Reajuste do Bolsa Família deflagra embate eleitoral entre lulistas e bolsonaristas
O reajuste de 15% do Bolsa Família, anunciado a 17 dias da realização do primeiro turno das eleições, deflagrou um embate entre lulistas e bolsonaristas, aumentando a fervura da disputa para a conquista da cadeira mais cobiçada do Palácio do Planalto. Nomes da direita, incluindo aliados do senador e presidenciável do PL, Flávio Bolsonaro, passaram a usar a medida como munição contra o presidente Luiz Inácio Lula da Silva (PT), candidato à reeleição, com acusações de "desespero", uso eleitoral e tentativa de "comprar voto". Já os aliados do petista, comemoraram a decisão e reagiram às críticas reforçando o contraste com os adversários em torno das políticas sociais.
Do outro lado, aliados de Lula passaram a usar as críticas ao reajuste para reforçar a defesa do programa e marcar diferenças com a oposição, reforçando o contraste em torno das políticas sociais.
Jandira Feghali (PCdoB-RJ), candidata à reeleição para deputada federal, disse que o reajuste reforça um "instrumento de cidadania e um compromisso com os mais vulneráveis". "Enquanto uns apresentam projetos para acabar com os programas sociais, Lula anuncia o reforço ao Bolsa Família", afirmou. André Janones (Rede-MG), candidato à Câmara, publicou vídeo comemorando o novo valor e procurando afastar a interpretação de que o reajuste seria temporário por causa da eleição. "Pode comemorar, pode festejar", disse.

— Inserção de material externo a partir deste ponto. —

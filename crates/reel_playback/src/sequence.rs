//! Time-ordered event sequences.
//!
//! The engine never looks inside an event. All it needs is the playback time,
//! in virtual seconds, exposed through [`TimedEvent`].

use serde::{Deserialize, Serialize};
use std::ops::Deref;
use std::sync::Arc;

/// Anything that can be placed on the virtual timeline.
pub trait TimedEvent {
    /// Playback time in virtual seconds.
    fn playback_time(&self) -> f64;
}

impl TimedEvent for f64 {
    fn playback_time(&self) -> f64 {
        *self
    }
}

impl<E: TimedEvent + ?Sized> TimedEvent for Arc<E> {
    fn playback_time(&self) -> f64 {
        (**self).playback_time()
    }
}

/// A payload stamped with its playback time.
#[derive(Clone, Debug, PartialEq, Serialize, Deserialize)]
pub struct Timed<T> {
    /// Playback time in virtual seconds.
    pub time: f64,
    /// The wrapped domain value.
    pub payload: T,
}

impl<T> Timed<T> {
    pub fn new(time: f64, payload: T) -> Self {
        Self { time, payload }
    }
}

impl<T> TimedEvent for Timed<T> {
    fn playback_time(&self) -> f64 {
        self.time
    }
}

/// Immutable, shared, ascending-by-time list of events.
///
/// Ordering is established by whoever builds the sequence; it is assumed here
/// and not re-checked. [`EventSequence::is_ordered`] is available for callers
/// that want to verify their input.
#[derive(Debug)]
pub struct EventSequence<E> {
    events: Arc<[E]>,
}

impl<E> Clone for EventSequence<E> {
    fn clone(&self) -> Self {
        Self {
            events: Arc::clone(&self.events),
        }
    }
}

impl<E> EventSequence<E> {
    /// An empty sequence.
    pub fn empty() -> Self {
        Self {
            events: Arc::from(Vec::new()),
        }
    }

    pub fn len(&self) -> usize {
        self.events.len()
    }

    pub fn is_empty(&self) -> bool {
        self.events.is_empty()
    }

    pub fn get(&self, index: usize) -> Option<&E> {
        self.events.get(index)
    }

    pub fn as_slice(&self) -> &[E] {
        &self.events
    }
}

impl<E: TimedEvent> EventSequence<E> {
    /// Playback time of the last event, if any.
    pub fn last_time(&self) -> Option<f64> {
        self.events.last().map(TimedEvent::playback_time)
    }

    /// Whether playback times are non-decreasing.
    pub fn is_ordered(&self) -> bool {
        self.events
            .windows(2)
            .all(|pair| pair[0].playback_time() <= pair[1].playback_time())
    }
}

impl<E> Deref for EventSequence<E> {
    type Target = [E];

    fn deref(&self) -> &[E] {
        &self.events
    }
}

impl<E> From<Vec<E>> for EventSequence<E> {
    fn from(events: Vec<E>) -> Self {
        Self {
            events: Arc::from(events),
        }
    }
}

impl<E> From<Arc<[E]>> for EventSequence<E> {
    fn from(events: Arc<[E]>) -> Self {
        Self { events }
    }
}

impl<E> FromIterator<E> for EventSequence<E> {
    fn from_iter<I: IntoIterator<Item = E>>(iter: I) -> Self {
        Self {
            events: iter.into_iter().collect(),
        }
    }
}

O ministro das Relações Institucionais, José Guimarães, também contrapôs o governo aos adversários. "Esse Bolsa Família que eles querem cortar, esse Bolsa Família ajuda as famílias mais necessitadas", afirmou. Já o governador da Bahia e candidato à reeleição, Jerônimo Rodrigues (PT), disse que a medida representa "mais comida na mesa, mais dignidade e mais segurança para milhões de famílias".
Entre os candidatos à Presidência, Renan Santos foi o mais explícito ao anunciar uma reação judicial. "Estou entrando agora na Justiça Eleitoral para derrubar essa medida populista e criminosa do Lula", afirmou. O candidato do Missão acusou Lula de anunciar a medida com a intenção de "comprar voto para se reeleger".
Romeu Zema (Novo) classificou o reajuste como uma "medida eleitoreira" e afirmou que a decisão demonstra "o desespero do Lula". O governador mineiro acusou ainda o presidente de irresponsabilidade fiscal, embora tenha dito considerar o Bolsa Família uma política pública importante e defendido mecanismos para a inserção dos beneficiários no mercado de trabalho.
O senador Jorge Seif (PL) afirmou que a decisão segue um "calendário eleitoral". "Às vésperas do primeiro turno, Lula anuncia aumento do Bolsa Família. Não é política social. É calendário eleitoral", escreveu. Segundo ele, o governo estaria usando "dinheiro público para comprar voto".
Renato Bolsonaro (PL-SP), candidato a deputado federal e irmão do ex-presidente Jair Bolsonaro, também questionou o momento da decisão. "Nada contra os mais necessitados, mas o cara usar isso na época da eleição para buscar voto é brincadeira", afirmou.